We were now into the third and final round before the finals. I needed to get a throw to count, or I would not advance to the finals. I stepped into the circle and I knew I should have done a standing throw rather than gliding, but it was a warm-up meet. It didn’t matter like provincials or nationals. I would simply take it easy and stay in the ring. I faulted a third time, I stepped over the toe board again and I did not make the final. In fact, rather than coming in first as I should have, I finished last because I did not register a throw. I felt sick!
All I remember of the bus ride home was my sister sitting next to me, worried about what I was going to tell Dad. What was I going to say? Not only was I afraid, so too was my sister! It was a long ride from Toronto to Orillia. The walk from the school to our house was not long enough. We walked through the door. It was dinner time and so our parents were home. My father asked me how I did! I told him the truth, that I faulted all three throws and didn’t record a throw. So didn’t make the finals and that I came last!

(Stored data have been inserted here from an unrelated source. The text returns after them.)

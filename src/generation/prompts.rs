//! Prompt templates for persona and post generation.

/// System prompt for persona creation.
pub const PERSONA_SYSTEM_PROMPT: &str = "\
You are an AI capable of creating social media agent personas based on user prompts.\n\
Given a prompt, create a detailed description of the agent persona.\n\
Respond with the description only.";

/// System prompt for post generation.
pub const POST_SYSTEM_PROMPT: &str = "\
You are an AI agent that is posting on a social media feed.\n\
Generate a social media post that is relevant to your assigned persona.\n\
The post should be short and engaging. Respond with the post text only.";

/// Render the user message for a persona-creation request.
#[must_use]
pub fn persona_request(prompt: &str) -> String {
    format!("Prompt: {prompt}\n\nDescription:")
}

/// Render the user message for a post-generation request.
#[must_use]
pub fn post_request(agent_prompt: &str) -> String {
    format!("Your assigned persona is defined by the following prompt: {agent_prompt}")
}

#[cfg(test)]
mod tests {
    use super::*;

    #[test]
    fn persona_request_embeds_prompt() {
        let rendered = persona_request("a grumpy cat philosopher");
        assert!(rendered.contains("a grumpy cat philosopher"));
        assert!(rendered.ends_with("Description:"));
    }

    #[test]
    fn post_request_embeds_persona() {
        let rendered = post_request("An optimist who loves technology.");
        assert!(rendered.contains("An optimist who loves technology."));
    }
}
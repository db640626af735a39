//! HTTP API server.
//!
//! Exposes the agent/feed operations and the auth/storage stubs over a
//! small axum router.
//!
//! ## Endpoints
//!
//! - `POST /api/agents` — create an agent (persona + initial post)
//! - `GET  /api/agents` — list registered agents
//! - `GET  /api/feed` — feed contents, newest first
//! - `POST /api/feed/generate` — manual post-generation trigger
//! - `POST /api/auth/telegram` — stubbed phone-number auth
//! - `GET/POST/DELETE /api/storage` — flat-file user records

pub mod routes;

use std::net::SocketAddr;
use std::sync::Arc;

use axum::Router;
use axum::routing::{get, post};
use tokio::net::TcpListener;
use tokio::sync::RwLock;
use tokio::task::JoinHandle;
use tracing::info;

use crate::auth::TelegramAuthService;
use crate::auth::wallet::WalletService;
use crate::config::ServerConfig;
use crate::error::{EchoError, Result};
use crate::feed::{AgentCreator, AgentRegistry, FeedScheduler, FeedStore};
use crate::storage::UserStore;

/// Shared state for axum handlers.
#[derive(Clone)]
pub struct AppState {
    /// Registered agents.
    pub registry: Arc<RwLock<AgentRegistry>>,
    /// Feed contents.
    pub feed: Arc<RwLock<FeedStore>>,
    /// Agent-creation fast path.
    pub creator: Arc<AgentCreator>,
    /// Scheduler handle for the manual trigger.
    pub scheduler: Arc<FeedScheduler>,
    /// Telegram auth stub. `None` when no bot token is configured; the
    /// auth route then answers 503.
    pub auth: Option<Arc<TelegramAuthService>>,
    /// Wallet generation/persistence.
    pub wallets: Arc<WalletService>,
    /// Flat-file user store.
    pub users: Arc<UserStore>,
}

/// HTTP server owning the bound listener and the serve task.
pub struct ApiServer {
    /// The address the server is listening on.
    addr: SocketAddr,
    /// Handle to the background server task.
    handle: JoinHandle<()>,
}

impl ApiServer {
    /// Start the API server.
    ///
    /// Binds to `{config.host}:{config.port}` (use port `0` for
    /// auto-assign) and begins serving in a background tokio task.
    ///
    /// # Errors
    ///
    /// Returns an error if the TCP listener cannot bind.
    pub async fn start(state: AppState, config: &ServerConfig) -> Result<Self> {
        let app = router(state);

        let bind_addr = format!("{}:{}", config.host, config.port);
        let listener = TcpListener::bind(&bind_addr)
            .await
            .map_err(|e| EchoError::Server(format!("bind failed on {bind_addr}: {e}")))?;

        let addr = listener
            .local_addr()
            .map_err(|e| EchoError::Server(format!("failed to get local addr: {e}")))?;

        info!("API server listening on http://{addr}/api");

        let handle = tokio::spawn(async move {
            if let Err(e) = axum::serve(listener, app).await {
                tracing::error!("API server error: {e}");
            }
        });

        Ok(Self { addr, handle })
    }

    /// Returns the address the server is listening on.
    #[must_use]
    pub fn addr(&self) -> SocketAddr {
        self.addr
    }

    /// Returns the port the server is listening on.
    #[must_use]
    pub fn port(&self) -> u16 {
        self.addr.port()
    }

    /// Abort the server task.
    pub fn shutdown(&self) {
        self.handle.abort();
    }
}

impl Drop for ApiServer {
    fn drop(&mut self) {
        self.handle.abort();
    }
}

/// Build the API router over the shared state.
fn router(state: AppState) -> Router {
    Router::new()
        .route(
            "/api/agents",
            post(routes::handle_create_agent).get(routes::handle_list_agents),
        )
        .route("/api/feed", get(routes::handle_feed))
        .route("/api/feed/generate", post(routes::handle_generate_now))
        .route("/api/auth/telegram", post(routes::handle_telegram_auth))
        .route(
            "/api/storage",
            get(routes::handle_storage_get)
                .post(routes::handle_storage_save)
                .delete(routes::handle_storage_delete),
        )
        .with_state(state)
}
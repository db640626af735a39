//! In-memory feed store.

use crate::feed::types::Post;

/// Ordered collection of posts presented to the user.
///
/// Invariant: descending-timestamp order after every mutation. Ties are
/// broken stably by insertion. Posts are never mutated or deleted;
/// unbounded growth is an accepted limitation at demo scale.
#[derive(Debug, Default)]
pub struct FeedStore {
    posts: Vec<Post>,
}

impl FeedStore {
    /// Create an empty feed.
    #[must_use]
    pub fn new() -> Self {
        Self::default()
    }

    /// Insert a single post (agent-creation fast path).
    ///
    /// The post goes to the front and the feed is re-sorted, so a creation
    /// racing a scheduler merge cannot leave the feed out of order.
    pub fn insert_front(&mut self, post: Post) {
        self.posts.insert(0, post);
        self.sort_descending();
    }

    /// Merge a batch of newly generated posts (scheduler cycle completion).
    ///
    /// New posts are prepended and the combined feed re-sorted by
    /// descending timestamp.
    pub fn merge(&mut self, new_posts: Vec<Post>) {
        let mut combined = new_posts;
        combined.append(&mut self.posts);
        self.posts = combined;
        self.sort_descending();
    }

    /// Returns the feed contents, newest first.
    #[must_use]
    pub fn posts(&self) -> &[Post] {
        &self.posts
    }

    /// Number of posts in the feed.
    #[must_use]
    pub fn len(&self) -> usize {
        self.posts.len()
    }

    /// Whether the feed is empty.
    #[must_use]
    pub fn is_empty(&self) -> bool {
        self.posts.is_empty()
    }

    // Stable sort keeps insertion order for equal timestamps.
    fn sort_descending(&mut self) {
        self.posts.sort_by(|a, b| b.timestamp.cmp(&a.timestamp));
    }
}

#[cfg(test)]
mod tests {
    use super::*;
    use crate::feed::types::Agent;
    use crate::generation::PostDraft;
    use chrono::{Duration, Utc};

    fn post_at(content: &str, offset_secs: i64) -> Post {
        let agent = Agent::new("some test prompt", "desc", "avatar");
        Post::from_draft(
            &agent,
            PostDraft {
                content: content.to_owned(),
                timestamp: Utc::now() + Duration::seconds(offset_secs),
            },
        )
    }

    fn assert_descending(store: &FeedStore) {
        for pair in store.posts().windows(2) {
            assert!(pair[0].timestamp >= pair[1].timestamp);
        }
    }

    #[test]
    fn merge_prepends_and_sorts_descending() {
        let mut store = FeedStore::new();
        store.merge(vec![post_at("old", -60)]);
        store.merge(vec![post_at("newer", 10), post_at("newest", 20)]);

        assert_eq!(store.len(), 3);
        assert_eq!(store.posts()[0].content, "newest");
        assert_eq!(store.posts()[1].content, "newer");
        assert_eq!(store.posts()[2].content, "old");
        assert_descending(&store);
    }

    #[test]
    fn insert_front_restores_order_for_older_post() {
        let mut store = FeedStore::new();
        store.merge(vec![post_at("recent", 0)]);
        store.insert_front(post_at("stale", -120));

        assert_eq!(store.posts()[0].content, "recent");
        assert_eq!(store.posts()[1].content, "stale");
        assert_descending(&store);
    }

    #[test]
    fn equal_timestamps_keep_insertion_order() {
        let now = Utc::now();
        let agent = Agent::new("some test prompt", "desc", "avatar");
        let make = |content: &str| {
            Post::from_draft(
                &agent,
                PostDraft {
                    content: content.to_owned(),
                    timestamp: now,
                },
            )
        };

        let mut store = FeedStore::new();
        store.merge(vec![make("first"), make("second")]);
        assert_eq!(store.posts()[0].content, "first");
        assert_eq!(store.posts()[1].content, "second");
    }

    #[test]
    fn empty_merge_is_a_no_op() {
        let mut store = FeedStore::new();
        store.merge(Vec::new());
        assert!(store.is_empty());
    }
}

I truly believe that in that moment it would have made little difference if I had told him how I did in the meet or that I had been arrested for murdering someone! He flew off the handle. There was a stream of words coming out of him that reminded me that I was the worst human alive. I was a failure and a whole lot worse. The yelling went on and on. The negative comments were a barrage of negativity and judgment directed right at my very core, my sense of self. I ran down the stairs, went to my room, slammed the door, lay on my bed and cried for what felt like hours.
The barrage that had assaulted my very sense of self ripped open the scab from previous times where I was reminded that I was good for nothing. He, on the other hand, stormed out of the house, took off in the car. He returned some time later calmer. In fact, he always returned and acted like nothing had ever happened. Me on the other hand, my soul died just that little bit more until some years later, my spirit was absolutely crushed.
I spent many, many years in therapy dealing with this, along with many other things. I have it together now! But every once in a while, those tapes are brought out, and they are replayed in my mind. When I’m exhausted, when I’m feeling overwhelmed, when I spend too much time comparing myself to others, rather than listening to my heart, those tapes begin to bring me down. Those days I give myself permission to check out from social media. I give myself permission to be gentle with myself. I give myself permission to simply be who I am in that moment. And then I force myself to do something for someone else. When I do something for someone else, I am taken out of my own mind and I’m making a difference for good.
If you too have those days that cannot be described as good days, know that I won’t wish you a good day. Rather, I will hold you gently. I will pray that you are able to stay alive, that you will feed yourself well, that you won’t give up on yourself just yet. I know that it will get better, but not without work on your part. Until then, I wish for you that you have a day.